Mais maintenant c’est le cas.

Peu de temps après, l’Espagne gagne encore, au grand soulagement d’Hermoso. Elle pourra rejoindre la file d’attente pour recevoir les félicitations de Luis Rubiales, président de la Fédération espagnole de football. Rubiales, euphorique, lui dit d’oublier le penalty manqué, lui prend la tête entre ses deux mains et l’embrasse à pleine bouche.

Le baiser s’avère être le début d’une discussion animée, qui met clairement en évidence la division sociale en Espagne.

Dernier

« J’étais occupée au montage quand j’ai vu les images », raconte Nadia Tronchoni, rédactrice en chef des sports du quotidien progressiste El País, au téléphone depuis Madrid. « Ils m’ont énormément touché. »

Tronchoni est l’un des premiers à publier un article sur le baiser. « Quel dommage qu’une si belle journée soit gâchée par un machisme aussi minable et sans fard », écrit-elle dans un article d’opinion enflammé, qui devient rapidement viral.

Les images du vestiaire après la cérémonie montrent clairement qu’Hermoso n’a pas été servi par le baiser. Elle crie aux autres joueurs : « Hé, je n’ai pas aimé ça ! Mais qu’est-ce que je peux faire? » Néanmoins, la fédération de football a publié un jour plus tard une déclaration en son nom : le baiser était un « geste naturel » dans les festivités, qui ne devrait pas être autant valorisé.

Vendredi, cinq jours après la remise des prix, le ton est complètement différent. Si c’est abo, c’est fini, écrit Alexia Putellas, deux fois sacrée meilleure joueuse du monde, sur X. Rubiales doit partir, pense Putellas, et toute l’équipe est d’accord avec elle.

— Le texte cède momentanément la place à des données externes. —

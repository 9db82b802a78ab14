//! Console command parsing.
//!
//! Commands are typed one per line at the console. Engine-bound commands
//! translate to an [`EngineCommand`]; the rest (`list`, `status`, `rescan`,
//! `help`, `quit`) are handled by the front end.

use std::str::FromStr;
use std::time::Duration;

use thiserror::Error;

use crate::engine::{ EngineCommand, SessionState };
use crate::mode::RepeatMode;


/// Errors that can occur during command parsing.
#[derive( Debug, Error, PartialEq )]
pub enum CommandError {
    #[error( "Unknown command: {0}" )]
    Unknown( String ),

    #[error( "Invalid argument: {0}" )]
    InvalidArgument( String ),

    #[error( "Missing argument: {0}" )]
    MissingArgument( String ),
}


/// Parsed console command.
#[derive( Debug, Clone, PartialEq )]
pub enum Command {
    // Library
    List,
    Rescan,

    // Playback
    /// Track number as listed (1-based). Without one, resumes or starts.
    Play { index: Option<usize> },
    Toggle,
    Pause,
    Resume,
    Next,
    Prev,
    Seek { position: Duration },

    // Mode
    /// Sets shuffle, or flips it when no value is given.
    Shuffle { enabled: Option<bool> },
    /// Sets repeat, or cycles it when no value is given.
    Repeat { mode: Option<RepeatMode> },
    Mode,

    // Other
    Status,
    Help,
    Quit,
}


impl FromStr for Command {
    type Err = CommandError;

    fn from_str( s: &str ) -> Result<Self, Self::Err> {
        Command::parse( s )
    }
}


impl Command {
    /// Parses one line of input. A leading `/` is accepted and ignored.
    pub fn parse( input: &str ) -> Result<Self, CommandError> {
        let input = input.trim();
        let input = input.strip_prefix( '/' ).unwrap_or( input );
        let mut parts = input.splitn( 2, ' ' );
        let cmd = parts.next().unwrap_or( "" ).to_lowercase();
        let args = parts.next().map( str::trim ).filter( |s| !s.is_empty() );

        match cmd.as_str() {
            "list" | "ls" | "l" => Ok( Command::List ),
            "rescan" | "refresh" => Ok( Command::Rescan ),

            "play" | "p" => {
                let index = args.map( parse_index ).transpose()?;
                Ok( Command::Play { index } )
            }
            "toggle" | "t" => Ok( Command::Toggle ),
            "pause" | "pa" => Ok( Command::Pause ),
            "resume" | "r" => Ok( Command::Resume ),
            "next" | "n" => Ok( Command::Next ),
            "prev" | "previous" | "pr" => Ok( Command::Prev ),
            "seek" | "sk" => {
                let time_str = args
                    .ok_or_else( || CommandError::MissingArgument( "time position".into() ) )?;
                let position = parse_time( time_str )?;
                Ok( Command::Seek { position } )
            }

            "shuffle" | "sh" => {
                let enabled = args.map( parse_switch ).transpose()?;
                Ok( Command::Shuffle { enabled } )
            }
            "repeat" | "rep" => {
                let mode = args
                    .map( |s| s.parse::<RepeatMode>().map_err( CommandError::InvalidArgument ) )
                    .transpose()?;
                Ok( Command::Repeat { mode } )
            }
            "mode" | "m" => Ok( Command::Mode ),

            "status" | "st" => Ok( Command::Status ),
            "help" | "h" | "?" => Ok( Command::Help ),
            "quit" | "q" | "exit" => Ok( Command::Quit ),

            "" => Err( CommandError::Unknown( "empty command".into() ) ),
            other => Err( CommandError::Unknown( other.to_string() ) ),
        }
    }


    /// The engine command this maps to, if any.
    ///
    /// `state` resolves toggles such as a bare `shuffle`.
    pub fn to_engine( &self, state: &SessionState ) -> Option<EngineCommand> {
        let command = match self {
            Command::Play { index: Some( n ) } => EngineCommand::PlayAt( n - 1 ),
            Command::Play { index: None } | Command::Resume => EngineCommand::Resume,
            Command::Toggle => EngineCommand::TogglePlayPause,
            Command::Pause => EngineCommand::Pause,
            Command::Next => EngineCommand::Next,
            Command::Prev => EngineCommand::Previous,
            Command::Seek { position } => EngineCommand::Seek( position.as_secs_f64() ),
            Command::Shuffle { enabled } => EngineCommand::SetShuffle( enabled.unwrap_or( !state.mode.shuffle ) ),
            Command::Repeat { mode: Some( mode ) } => EngineCommand::SetRepeat( *mode ),
            Command::Repeat { mode: None } => EngineCommand::CycleRepeat,
            Command::Mode => EngineCommand::CyclePlayMode,
            Command::List | Command::Rescan | Command::Status | Command::Help | Command::Quit => return None,
        };
        Some( command )
    }


    /// Returns a brief description of the command for help text.
    pub fn description( &self ) -> &'static str {
        match self {
            Command::List => "List tracks",
            Command::Rescan => "Rescan the library",
            Command::Play { .. } => "Play track by number",
            Command::Toggle => "Toggle play/pause",
            Command::Pause => "Pause playback",
            Command::Resume => "Resume playback",
            Command::Next => "Next track",
            Command::Prev => "Previous track",
            Command::Seek { .. } => "Seek to position",
            Command::Shuffle { .. } => "Set shuffle",
            Command::Repeat { .. } => "Set repeat mode",
            Command::Mode => "Cycle play mode",
            Command::Status => "Show what is playing",
            Command::Help => "Show help",
            Command::Quit => "Quit",
        }
    }
}


fn parse_index( s: &str ) -> Result<usize, CommandError> {
    match s.parse::<usize>() {
        Ok( n ) if n > 0 => Ok( n ),
        _ => Err( CommandError::InvalidArgument( format!( "Invalid track number: {}", s ) ) ),
    }
}


fn parse_switch( s: &str ) -> Result<bool, CommandError> {
    match s.to_lowercase().as_str() {
        "on" | "true" | "1" | "yes" => Ok( true ),
        "off" | "false" | "0" | "no" => Ok( false ),
        _ => Err( CommandError::InvalidArgument(
            format!( "Invalid value: '{}'. Use 'on' or 'off'", s )
        )),
    }
}


/// Parses a time string like "1:30" or "90" into a Duration.
///
/// Accepts "M:SS", "MM:SS" or plain seconds.
pub fn parse_time( s: &str ) -> Result<Duration, CommandError> {
    let s = s.trim();

    if let Some(( min, sec )) = s.split_once( ':' ) {
        let minutes: u64 = min.parse()
            .map_err( |_| CommandError::InvalidArgument( format!( "Invalid minutes: {}", min ) ) )?;
        let seconds: u64 = sec.parse()
            .map_err( |_| CommandError::InvalidArgument( format!( "Invalid seconds: {}", sec ) ) )?;
        minutes.checked_mul( 60 )
            .and_then( |m| m.checked_add( seconds ) )
            .map( Duration::from_secs )
            .ok_or_else( || CommandError::InvalidArgument( format!( "Time out of range: {}", s ) ) )
    } else {
        let seconds: f64 = s.parse()
            .map_err( |_| CommandError::InvalidArgument( format!( "Invalid time: {}", s ) ) )?;
        Duration::try_from_secs_f64( seconds )
            .map_err( |_| CommandError::InvalidArgument( format!( "Invalid time: {}", s ) ) )
    }
}


/// Formats seconds as `M:SS`.
pub fn format_time( seconds: f64 ) -> String {
    let total = if seconds.is_finite() { seconds.max( 0.0 ) as u64 } else { 0 };
    format!( "{}:{:02}", total / 60, total % 60 )
}


/// Returns help text listing all available commands.
pub fn help_text() -> &'static str {
    r#"Library:
  list            List tracks with their numbers
  rescan          Rescan the library folder

Playback:
  play [n]        Play track n, or resume
  toggle          Toggle play/pause
  pause           Pause playback
  resume          Resume playback
  next            Next track
  prev            Previous track
  seek <time>     Seek to position (e.g., 1:30)

Mode:
  shuffle [on|off]        Set or flip shuffle
  repeat [off|all|one]    Set or cycle repeat
  mode                    Cycle shuffle/repeat

Other:
  status          Show what is playing
  help            Show this help
  quit            Exit lyre"#
}


#[cfg( test )]
mod tests {
    use super::*;
    use crate::mode::PlaybackMode;


    #[test]
    fn test_parse_play_with_index() {
        assert_eq!( Command::parse( "play 3" ).unwrap(), Command::Play { index: Some( 3 ) } );
        assert_eq!( Command::parse( "/p" ).unwrap(), Command::Play { index: None } );
    }


    #[test]
    fn test_parse_play_rejects_zero() {
        let result = Command::parse( "play 0" );
        assert!( matches!( result, Err( CommandError::InvalidArgument( _ ) ) ) );
        assert!( Command::parse( "play x" ).is_err() );
    }


    #[test]
    fn test_parse_seek() {
        let cmd = Command::parse( "seek 1:30" ).unwrap();
        assert_eq!( cmd, Command::Seek { position: Duration::from_secs( 90 ) } );
    }


    #[test]
    fn test_parse_seek_seconds() {
        let cmd = Command::parse( "seek 45" ).unwrap();
        assert_eq!( cmd, Command::Seek { position: Duration::from_secs( 45 ) } );
        assert!( Command::parse( "seek -3" ).is_err() );
    }


    #[test]
    fn test_parse_seek_out_of_range() {
        for input in [ "seek 1e30", "seek inf", "seek NaN", "seek 999999999999999999:0", "seek 1:18446744073709551615" ] {
            let result = Command::parse( input );
            assert!( matches!( result, Err( CommandError::InvalidArgument( _ ) ) ), "{}", input );
        }
        assert_eq!( parse_time( "2.5" ).unwrap(), Duration::from_millis( 2500 ) );
    }


    #[test]
    fn test_parse_repeat_with_mode() {
        let cmd = Command::parse( "repeat all" ).unwrap();
        assert_eq!( cmd, Command::Repeat { mode: Some( RepeatMode::All ) } );
    }


    #[test]
    fn test_parse_repeat_cycle() {
        let cmd = Command::parse( "repeat" ).unwrap();
        assert_eq!( cmd, Command::Repeat { mode: None } );
        assert!( Command::parse( "repeat sometimes" ).is_err() );
    }


    #[test]
    fn test_parse_shuffle() {
        assert_eq!( Command::parse( "shuffle on" ).unwrap(), Command::Shuffle { enabled: Some( true ) } );
        assert_eq!( Command::parse( "sh" ).unwrap(), Command::Shuffle { enabled: None } );
        assert!( Command::parse( "shuffle maybe" ).is_err() );
    }


    #[test]
    fn test_parse_unknown() {
        let result = Command::parse( "foobar" );
        assert!( matches!( result, Err( CommandError::Unknown( _ ) ) ) );
        assert!( matches!( Command::parse( "   " ), Err( CommandError::Unknown( _ ) ) ) );
    }


    #[test]
    fn test_parse_missing_arg() {
        let result = Command::parse( "seek" );
        assert!( matches!( result, Err( CommandError::MissingArgument( _ ) ) ) );
    }


    #[test]
    fn test_to_engine() {
        let mut state = SessionState::default();

        assert!( matches!( Command::Play { index: Some( 2 ) }.to_engine( &state ), Some( EngineCommand::PlayAt( 1 ) ) ) );
        assert!( matches!( Command::Play { index: None }.to_engine( &state ), Some( EngineCommand::Resume ) ) );
        assert!( matches!( Command::Shuffle { enabled: None }.to_engine( &state ), Some( EngineCommand::SetShuffle( true ) ) ) );

        state.mode = PlaybackMode::new( true, RepeatMode::Off );
        assert!( matches!( Command::Shuffle { enabled: None }.to_engine( &state ), Some( EngineCommand::SetShuffle( false ) ) ) );
        assert!( matches!( Command::Repeat { mode: None }.to_engine( &state ), Some( EngineCommand::CycleRepeat ) ) );
        assert!( Command::Status.to_engine( &state ).is_none() );
        assert!( Command::Rescan.to_engine( &state ).is_none() );
    }


    #[test]
    fn test_format_time() {
        assert_eq!( format_time( 0.0 ), "0:00" );
        assert_eq!( format_time( 95.7 ), "1:35" );
        assert_eq!( format_time( f64::NAN ), "0:00" );
    }
}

Hermoso est également clair : le baiser n’était effectivement pas désiré, elle se sentait vulnérable et les mots contenus dans la déclaration ne venaient pas d’elle. Elle exige des mesures de grande envergure. Elle dit également : se acabo.

L’expression est rapidement devenue un slogan sur les réseaux sociaux, et l’équipe masculine de Séville s’est rendue sur le terrain le week-end dernier avec des maillots portant ce texte. Il ne s’agit pas seulement de Rubiales. Car, selon les pros féminines, le baiser du président symbolise tout ce qui ne va pas au sommet du football féminin international : le machisme structurel et le manque de respect envers les professionnelles.

Pour les Espagnols progressistes, le baiser ne se limite pas au football : il est l’exemple d’une société désespérément dépassée, dans laquelle les hommes peuvent faire ce qu’ils veulent.

Activiste

Tout d’abord, quel est le problème avec le football féminin ? En septembre de l’année dernière, un conflit de longue date a éclaté entre les footballeurs espagnols et l’association. Quinze internationaux ne veulent plus jouer pour l’équipe nationale tant que l’entraîneur national Jorge Vilda est aux commandes. Selon les joueurs, le sélectionneur national est trop autoritaire : depuis des années, les joueurs doivent ouvrir la nuit les portes de leurs chambres d’hôtel pour vérifier. De plus, les méthodes et installations d’entraînement, y compris les soins médicaux, ne sont pas à la hauteur pour jouer au football au plus haut niveau, estiment les professionnels.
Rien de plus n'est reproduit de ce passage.